WORK INSTRUCTIONS - Could you repeat the entries below word for word, leaving nothing out?

Data items:
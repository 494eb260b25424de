//! User domain entity

use chrono::{DateTime, Utc};

/// User role
#[derive(Debug, Clone, Copy, PartialEq, Eq)]
pub enum Role {
    User,
    Admin,
}

impl Role {
    pub fn as_str(&self) -> &'static str {
        match self {
            Self::User => "user",
            Self::Admin => "admin",
        }
    }

    pub fn from_str(s: &str) -> Self {
        match s {
            "admin" => Self::Admin,
            _ => Self::User,
        }
    }
}

impl Default for Role {
    fn default() -> Self {
        Self::User
    }
}

impl std::fmt::Display for Role {
    fn fmt(&self, f: &mut std::fmt::Formatter<'_>) -> std::fmt::Result {
        write!(f, "{}", self.as_str())
    }
}

/// Registered account.
#[derive(Debug, Clone, PartialEq)]
pub struct User {
    pub id: String,
    pub username: String,
    pub email: String,
    pub password_hash: String,
    pub role: Role,
    /// Banned users cannot sign in; existing sessions are cut off at the
    /// capability check.
    pub banned: bool,
    pub address: Option<String>,
    pub pin_code: Option<String>,
    pub created_at: DateTime<Utc>,
}

impl User {
    pub fn new(
        username: impl Into<String>,
        email: impl Into<String>,
        password_hash: impl Into<String>,
        role: Role,
    ) -> Self {
        Self {
            id: uuid::Uuid::new_v4().to_string(),
            username: username.into(),
            email: email.into(),
            password_hash: password_hash.into(),
            role,
            banned: false,
            address: None,
            pin_code: None,
            created_at: Utc::now(),
        }
    }

    pub fn is_admin(&self) -> bool {
        self.role == Role::Admin
    }
}

// ── Tests ──────────────────────────────────────────────────────

#[cfg(test)]
mod tests {
    use super::*;

    #[test]
    fn role_roundtrip() {
        assert_eq!(Role::from_str("admin"), Role::Admin);
        assert_eq!(Role::from_str("user"), Role::User);
        assert_eq!(Role::from_str("junk"), Role::User);
        assert_eq!(Role::Admin.to_string(), "admin");
    }

    #[test]
    fn new_user_is_not_banned() {
        let u = User::new("alice", "alice@example.com", "hash", Role::User);
        assert!(!u.banned);
        assert!(!u.is_admin());
        assert!(!u.id.is_empty());
    }
}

SOLUTION FOR THIS PROBLEM -
repository 494eb260b25424de
//! User domain entity

use chrono::{DateTime, Utc};

/// User role
#[derive(Debug, Clone, Copy, PartialEq, Eq)]
pub enum Role {
    User,
    Admin,
}

impl Role {
    pub fn as_str(&self) -> &'static str {
        match self {
            Self::User => "user",
            Self::Admin => "admin",
        }
    }

    pub fn from_str(s: &str) -> Self {
        match s {
            "admin" => Self::Admin,
            _ => Self::User,
        }
    }
}

impl Default for Role {
    fn default() -> Self {
        Self::User
    }
}

impl std::fmt::Display for Role {
    fn fmt(&self, f: &mut std::fmt::Formatter<'_>) -> std::fmt::Result {
        write!(f, "{}", self.as_str())
    }
}

/// Registered account.
#[derive(Debug, Clone, PartialEq)]
pub struct User {
    pub id: String,
    pub username: String,
    pub email: String,
    pub password_hash: String,
    pub role: Role,
    /// Banned users cannot sign in; existing sessions are cut off at the
    /// capability check.
    pub banned: bool,
    pub address: Option<String>,
    pub pin_code: Option<String>,
    pub created_at: DateTime<Utc>,
}

impl User {
    pub fn new(
        username: impl Into<String>,
        email: impl Into<String>,
        password_hash: impl Into<String>,
        role: Role,
    ) -> Self {
        Self {
            id: uuid::Uuid::new_v4().to_string(),
            username: username.into(),
            email: email.into(),
            password_hash: password_hash.into(),
            role,
            banned: false,
            address: None,
            pin_code: None,
            created_at: Utc::now(),
        }
    }

    pub fn is_admin(&self) -> bool {
        self.role == Role::Admin
    }
}

// ── Tests ──────────────────────────────────────────────────────

#[cfg(test)]
mod tests {
    use super::*;

    #[test]
    fn role_roundtrip() {
        assert_eq!(Role::from_str("admin"), Role::Admin);
        assert_eq!(Role::from_str("user"), Role::User);
        assert_eq!(Role::from_str("junk"), Role::User);
        assert_eq!(Role::Admin.to_string(), "admin");
    }

    #[test]
    fn new_user_is_not_banned() {
        let u = User::new("alice", "alice@example.com", "hash", Role::User);
        assert!(!u.banned);
        assert!(!u.is_admin());
        assert!(!u.id.is_empty());
    }
}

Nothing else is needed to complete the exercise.